Sue Wright, Co-Founder of Diamond Dispersions

Sue Wright, Co-Founder of Diamond Dispersions

Over the summer there were a raft of acquisitions within the industrial print sector. One of these, announced to coincide with the InPrint Development Forum in Cambridge in July, was Lubrizol's acquisition of Diamond Dispersions. In this blog I talk to Sue Wright about the companies development and what this change means to them and their customers and the industrial print community.

So Diamond Dispersions have experienced an exciting few months – tell us more about this ?

Yes, it has been a very exciting few months.  Lubrizol is merging us into their systems and is handling the integration strategically.  From the outside, nothing has changed much!  It is very much business as normal!

How do you see the partnership between Lubrizol and Diamond Dispersions working going forward?

Prior to the acquisition, we realised there was great synergy between our Research and Development departments. Since the acquisition, we have begun working on a number of projects together and there are some exciting new product developments already in the pipeline. Diamond’s in-depth knowledge of milling and handling dispersions and Lubrizol’s knowledge of additives and dispersants makes us a very exciting and vibrant combination.  Diamond has also now been able to purchase further assets in terms of equipment and laboratory mills to strengthen an already strong research capability. We have also taken on two new chemists so we are both much stronger in the digital field working together.

The past five years have been, interesting, challenging,  exciting and in the end fruitful & successful. As two entrepreneurs from outside the business - How have you managed to keep going and keep the faith ?

We have always believed in Diamond.  Never ever doubted that.  We found an exciting niche in a growing market and steadily built up our knowledge and expertise to become an outstanding supplier in our specialist field.  We also used fun and impactful marketing to create visibility for the brand, differentiate ourselves, and communicate our real value.

We see growing pains in the market, do you agree? And in your opinion how do entrepreneurial businesses manage growth?

There are growing pains, but despite this everyone is rushing to get a digital offering in their sector - which is exciting.  The opportunities for digital across multiple industries are huge.  This could be textiles, or wall paper, or floor/wood laminates, or packaging. So yes,  the opportunities seem endless.  We don’t see digital printing replacing other forms of printing but rather taking a small niche share of these markets by adding value and creating new brand opportunities for personalising and limited tailored print runs.   You could, for example, print millions of sandwich boxes by analogue traditional print methods and then overprint digitally the local weather forecast on sandwich packs sold in Paris, Glasgow or Berlin etc.

What is happening in textile and pigment inks?

This is a huge area of research for many companies and the challenges are great, but the opportunities for those who are good at this are enormous. Diamond has a range of pigment dispersions for textiles, but we are always working all the time on new product ranges and opportunities especially in the field of water based pigments.

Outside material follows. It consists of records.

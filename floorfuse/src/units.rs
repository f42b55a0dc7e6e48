//! Length units and dimension text parsing

use once_cell::sync::Lazy;
use regex::Regex;
use serde::{Deserialize, Serialize};
use std::fmt;

/// Linear unit of measure
#[derive(Debug, Clone, Copy, PartialEq, Eq, Hash, Serialize, Deserialize)]
#[serde(rename_all = "snake_case")]
pub enum LengthUnit {
    Inch,
    Foot,
    Yard,
    Millimeter,
    Centimeter,
    Meter,
}

impl LengthUnit {
    pub fn meters_per_unit(self) -> f64 {
        match self {
            LengthUnit::Inch => 0.0254,
            LengthUnit::Foot => 0.3048,
            LengthUnit::Yard => 0.9144,
            LengthUnit::Millimeter => 0.001,
            LengthUnit::Centimeter => 0.01,
            LengthUnit::Meter => 1.0,
        }
    }

    pub fn symbol(self) -> &'static str {
        match self {
            LengthUnit::Inch => "in",
            LengthUnit::Foot => "ft",
            LengthUnit::Yard => "yd",
            LengthUnit::Millimeter => "mm",
            LengthUnit::Centimeter => "cm",
            LengthUnit::Meter => "m",
        }
    }

    pub fn is_metric(self) -> bool {
        matches!(
            self,
            LengthUnit::Millimeter | LengthUnit::Centimeter | LengthUnit::Meter
        )
    }

    /// Convert `value` expressed in `self` into `target`
    pub fn convert(self, value: f64, target: LengthUnit) -> f64 {
        value * self.meters_per_unit() / target.meters_per_unit()
    }

    fn from_suffix(suffix: &str) -> Option<LengthUnit> {
        match suffix.trim().to_lowercase().as_str() {
            "'" | "′" | "ft" | "feet" | "foot" => Some(LengthUnit::Foot),
            "\"" | "″" | "in" | "inch" | "inches" => Some(LengthUnit::Inch),
            "yd" | "yard" | "yards" => Some(LengthUnit::Yard),
            "mm" => Some(LengthUnit::Millimeter),
            "cm" => Some(LengthUnit::Centimeter),
            "m" | "meter" | "meters" | "metre" | "metres" => Some(LengthUnit::Meter),
            _ => None,
        }
    }
}

impl fmt::Display for LengthUnit {
    fn fmt(&self, f: &mut fmt::Formatter<'_>) -> fmt::Result {
        f.write_str(self.symbol())
    }
}

/// Measurement system a drawing is assumed to use
#[derive(Debug, Clone, Copy, PartialEq, Eq, Serialize, Deserialize, Default)]
#[serde(rename_all = "snake_case")]
pub enum UnitSystem {
    #[default]
    Imperial,
    Metric,
}

impl UnitSystem {
    pub fn base_unit(self) -> LengthUnit {
        match self {
            UnitSystem::Imperial => LengthUnit::Foot,
            UnitSystem::Metric => LengthUnit::Meter,
        }
    }
}

/// A real-world length
#[derive(Debug, Clone, Copy, PartialEq, Serialize, Deserialize)]
pub struct Length {
    pub value: f64,
    pub unit: LengthUnit,
}

impl Length {
    pub fn new(value: f64, unit: LengthUnit) -> Self {
        Self { value, unit }
    }

    pub fn from_meters(meters: f64, unit: LengthUnit) -> Self {
        Self::new(meters / unit.meters_per_unit(), unit)
    }

    pub fn to_meters(&self) -> f64 {
        self.value * self.unit.meters_per_unit()
    }

    pub fn in_unit(&self, unit: LengthUnit) -> f64 {
        self.unit.convert(self.value, unit)
    }
}

static FEET_INCHES: Lazy<Regex> = Lazy::new(|| {
    Regex::new(r#"(\d+(?:\.\d+)?)\s*(?:'|′|ft|feet)\s*-?\s*(\d+(?:\.\d+)?)\s*(?:"|″|in\b|inches\b)?"#)
        .expect("static regex")
});

static VALUE_WITH_UNIT: Lazy<Regex> = Lazy::new(|| {
    Regex::new(r#"(?i)(\d+(?:\.\d+)?)\s*('|′|"|″|feet\b|foot\b|ft\b|inches\b|inch\b|in\b|yards?\b|yd\b|mm\b|cm\b|meters?\b|metres?\b|m\b)"#)
        .expect("static regex")
});

static BARE_NUMBER: Lazy<Regex> =
    Lazy::new(|| Regex::new(r"^\s*(\d+(?:\.\d+)?)\s*$").expect("static regex"));

static SIZE_SEPARATOR: Lazy<Regex> =
    Lazy::new(|| Regex::new(r"\s*[xX×]\s*").expect("static regex"));

/// Parse a dimension annotation such as `12'-6"`, `3.5 m` or `450mm`
///
/// Only the first measurement in the text is used.
pub fn parse_dimension_text(text: &str) -> Option<Length> {
    let lowered = text.to_lowercase();

    if let Some(caps) = FEET_INCHES.captures(&lowered) {
        let feet: f64 = caps[1].parse().ok()?;
        let inches: f64 = caps[2].parse().ok()?;
        if inches < 12.0 {
            return Some(Length::new(feet + inches / 12.0, LengthUnit::Foot));
        }
    }

    let caps = VALUE_WITH_UNIT.captures(&lowered)?;
    let value: f64 = caps[1].parse().ok()?;
    let unit = LengthUnit::from_suffix(&caps[2])?;
    Some(Length::new(value, unit))
}

/// Parse a number with an optional unit suffix; bare numbers take `default_unit`
pub fn parse_length_or_number(text: &str, default_unit: LengthUnit) -> Option<Length> {
    if let Some(caps) = BARE_NUMBER.captures(text) {
        let value: f64 = caps[1].parse().ok()?;
        return Some(Length::new(value, default_unit));
    }
    parse_dimension_text(text)
}

/// Parse a room size label such as `12' x 14'` or `3.6 x 4.2 m`
///
/// When only one side carries a unit, the other side borrows it.
pub fn parse_room_size(text: &str, default_unit: LengthUnit) -> Option<(Length, Length)> {
    let parts: Vec<&str> = SIZE_SEPARATOR.splitn(text.trim(), 2).collect();
    if parts.len() != 2 {
        return None;
    }

    let first = parse_dimension_text(parts[0]);
    let second = parse_dimension_text(parts[1]);
    let shared_unit = second
        .map(|l| l.unit)
        .or(first.map(|l| l.unit))
        .unwrap_or(default_unit);

    let a = first.or_else(|| parse_length_or_number(parts[0], shared_unit))?;
    let b = second.or_else(|| parse_length_or_number(parts[1], shared_unit))?;
    Some((a, b))
}

#[cfg(test)]
mod tests {
    use super::*;
    use approx::assert_relative_eq;

    #[test]
    fn test_feet_and_inches() {
        let len = parse_dimension_text("12'-6\"").unwrap();
        assert_eq!(len.unit, LengthUnit::Foot);
        assert_relative_eq!(len.value, 12.5);
    }

    #[test]
    fn test_metric_suffixes() {
        let len = parse_dimension_text("3.5 m").unwrap();
        assert_eq!(len.unit, LengthUnit::Meter);
        assert_relative_eq!(len.value, 3.5);

        let len = parse_dimension_text("450mm").unwrap();
        assert_eq!(len.unit, LengthUnit::Millimeter);
        assert_relative_eq!(len.to_meters(), 0.45);
    }

    #[test]
    fn test_plain_feet() {
        let len = parse_dimension_text("10 ft").unwrap();
        assert_eq!(len.unit, LengthUnit::Foot);
        assert_relative_eq!(len.to_meters(), 3.048);
    }

    #[test]
    fn test_unparseable_text() {
        assert!(parse_dimension_text("KITCHEN").is_none());
        assert!(parse_dimension_text("").is_none());
    }

    #[test]
    fn test_room_size_borrows_unit() {
        let (a, b) = parse_room_size("12 x 14'", LengthUnit::Meter).unwrap();
        assert_eq!(a.unit, LengthUnit::Foot);
        assert_relative_eq!(a.value, 12.0);
        assert_relative_eq!(b.value, 14.0);

        let (a, _) = parse_room_size("3 x 4", LengthUnit::Meter).unwrap();
        assert_eq!(a.unit, LengthUnit::Meter);
    }

    #[test]
    fn test_unit_conversion() {
        assert_relative_eq!(LengthUnit::Foot.convert(1.0, LengthUnit::Inch), 12.0, epsilon = 1e-9);
        assert_relative_eq!(LengthUnit::Meter.convert(1.0, LengthUnit::Millimeter), 1000.0, epsilon = 1e-9);
    }
}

On a personal level, you and Peter have worked together for a long time,  why do you think that you work so well together?

I think there were two main factors. One is that we trust each other to both be working towards the same goal for Diamond. We are motivated by doing anything that is for the good of Diamond. The other factor is that we are both competitive, very competitive. I think this inherently pushes us to achieve more than we could without that healthy competition.

We don’t think there are enough entrepreneurs in the industry, tell us your view ? What’s the story of your success?

Yes, I think the industry is mainly dominated by large corporate companies with huge spending power.  They can spend 5 years developing a product and not make any money from it until year 7. Small entrepreneurial companies often don’t have this luxury, but must realize profits much sooner in order to survive. 

I think, inadvertently, that was our strength. We knew that we could not be everything to everyone, so we had to focus.  We decided what we were good at was making dispersions.  We bought the best equipment we could and did that to the best of our ability.  We were tempted on many occasions to consider actually making the inks, but always held back.  We wanted to work with our customers and not compete with them. Ultimately, a key to our success is maintaining a realistic view of the market and a realistic view of the achievable goals and then going for it both in terms of constantly researching to improve and grow whilst monitoring quality combined with innovative marketing.

Diamond Dispersions are again pleased to be the sponsor of the Networking evening at the InPrint Milan event on Tuesday 15th November from 5.00pm.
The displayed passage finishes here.